*** Opening of EXERCISE DATA ***

//! Error types for the `homebroker-rs` crate.
//!
//! All fallible operations in this crate return [`Result<T>`], which is an
//! alias for `std::result::Result<T, HomeBrokerError>`.
//!
//! [`HomeBrokerError`] covers:
//! - **Authentication errors**: Invalid or expired session context (terminal)
//! - **Connection errors**: Transport failures that trigger reconnection
//! - **Protocol errors**: Rejected or unacknowledged hub commands
//! - **Callback faults**: Failures raised inside user callbacks
//! - **HTTP / WebSocket / JSON / URL errors**: Lower-level failures
//! - **Invalid state / arguments**: Client-side misuse

use std::time::Duration;

use crate::ws::dispatcher::EventCategory;

/// Boxed error type returned by user callbacks.
pub type CallbackError = Box<dyn std::error::Error + Send + Sync + 'static>;

/// All possible errors produced by the `homebroker-rs` client.
#[derive(Debug, thiserror::Error)]
pub enum HomeBrokerError {
    /// The session context is invalid or expired. Never retried.
    #[error("Authentication error: {0}")]
    Authentication(String),

    /// A transport-level failure (network, handshake, dropped stream).
    #[error("Connection error: {0}")]
    Connection(String),

    /// A connection attempt did not complete in time.
    #[error("Connection attempt timed out after {0:?}")]
    ConnectTimeout(Duration),

    /// The hub rejected a command or never acknowledged it.
    #[error("Protocol error: {0}")]
    Protocol(String),

    /// A user callback returned an error or panicked.
    #[error("Callback fault in {category} handler: {source}")]
    CallbackFault {
        /// Category of the handler that failed.
        category: EventCategory,
        /// The original cause.
        #[source]
        source: CallbackError,
    },

    /// The operation is not allowed in the current connection state.
    #[error("Invalid state: {0}")]
    InvalidState(String),

    /// The server returned an unexpected HTTP status code.
    #[error("HTTP {status}: {body}")]
    HttpStatus {
        /// The HTTP status code.
        status: reqwest::StatusCode,
        /// The response body text.
        body: String,
    },

    /// A network or transport-level error from `reqwest`.
    #[error("HTTP request failed: {0}")]
    Http(#[from] reqwest::Error),

    /// Failed to (de)serialize JSON.
    #[error("JSON error: {0}")]
    Json(#[from] serde_json::Error),

    /// A WebSocket-level error.
    #[error("WebSocket error: {0}")]
    WebSocket(Box<tokio_tungstenite::tungstenite::Error>),

    /// An error building or parsing a URL.
    #[error("URL error: {0}")]
    Url(#[from] url::ParseError),

    /// The caller provided an invalid argument.
    #[error("Invalid argument: {0}")]
    InvalidArgument(String),
}

impl From<tokio_tungstenite::tungstenite::Error> for HomeBrokerError {
    fn from(e: tokio_tungstenite::tungstenite::Error) -> Self {
        Self::WebSocket(Box::new(e))
    }
}

impl HomeBrokerError {
    /// Whether retrying the connection cannot succeed without a new session.
    pub fn is_terminal(&self) -> bool {
        matches!(self, Self::Authentication(_))
    }
}

/// A panic caught at the callback boundary, carried as a [`CallbackError`].
#[derive(Debug, thiserror::Error)]
#[error("callback panicked: {0}")]
pub struct CallbackPanic(pub String);

/// Convenience alias used throughout the crate.
pub type Result<T> = std::result::Result<T, HomeBrokerError>;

*** Close of EXERCISE DATA ***

Copy out each entry exactly, leaving nothing out.

- **ANSWER SECTION**:
//! Error types for the `homebroker-rs` crate.
//!
//! All fallible operations in this crate return [`Result<T>`], which is an
//! alias for `std::result::Result<T, HomeBrokerError>`.
//!
//! [`HomeBrokerError`] covers:
//! - **Authentication errors**: Invalid or expired session context (terminal)
//! - **Connection errors**: Transport failures that trigger reconnection
//! - **Protocol errors**: Rejected or unacknowledged hub commands
//! - **Callback faults**: Failures raised inside user callbacks
//! - **HTTP / WebSocket / JSON / URL errors**: Lower-level failures
//! - **Invalid state / arguments**: Client-side misuse

use std::time::Duration;

use crate::ws::dispatcher::EventCategory;

/// Boxed error type returned by user callbacks.
pub type CallbackError = Box<dyn std::error::Error + Send + Sync + 'static>;

/// All possible errors produced by the `homebroker-rs` client.
#[derive(Debug, thiserror::Error)]
pub enum HomeBrokerError {
    /// The session context is invalid or expired. Never retried.
    #[error("Authentication error: {0}")]
    Authentication(String),

    /// A transport-level failure (network, handshake, dropped stream).
    #[error("Connection error: {0}")]
    Connection(String),

    /// A connection attempt did not complete in time.
    #[error("Connection attempt timed out after {0:?}")]
    ConnectTimeout(Duration),

    /// The hub rejected a command or never acknowledged it.
    #[error("Protocol error: {0}")]
    Protocol(String),

    /// A user callback returned an error or panicked.
    #[error("Callback fault in {category} handler: {source}")]
    CallbackFault {
        /// Category of the handler that failed.
        category: EventCategory,
        /// The original cause.
        #[source]
        source: CallbackError,
    },

    /// The operation is not allowed in the current connection state.
    #[error("Invalid state: {0}")]
    InvalidState(String),

    /// The server returned an unexpected HTTP status code.
    #[error("HTTP {status}: {body}")]
    HttpStatus {
        /// The HTTP status code.
        status: reqwest::StatusCode,
        /// The response body text.
        body: String,
    },

    /// A network or transport-level error from `reqwest`.
    #[error("HTTP request failed: {0}")]
    Http(#[from] reqwest::Error),

    /// Failed to (de)serialize JSON.
    #[error("JSON error: {0}")]
    Json(#[from] serde_json::Error),

    /// A WebSocket-level error.
    #[error("WebSocket error: {0}")]
    WebSocket(Box<tokio_tungstenite::tungstenite::Error>),

    /// An error building or parsing a URL.
    #[error("URL error: {0}")]
    Url(#[from] url::ParseError),

    /// The caller provided an invalid argument.
    #[error("Invalid argument: {0}")]
    InvalidArgument(String),
}

impl From<tokio_tungstenite::tungstenite::Error> for HomeBrokerError {
    fn from(e: tokio_tungstenite::tungstenite::Error) -> Self {
        Self::WebSocket(Box::new(e))
    }
}

impl HomeBrokerError {
    /// Whether retrying the connection cannot succeed without a new session.
    pub fn is_terminal(&self) -> bool {
        matches!(self, Self::Authentication(_))
    }
}

/// A panic caught at the callback boundary, carried as a [`CallbackError`].
#[derive(Debug, thiserror::Error)]
#[error("callback panicked: {0}")]
pub struct CallbackPanic(pub String);

/// Convenience alias used throughout the crate.
pub type Result<T> = std::result::Result<T, HomeBrokerError>;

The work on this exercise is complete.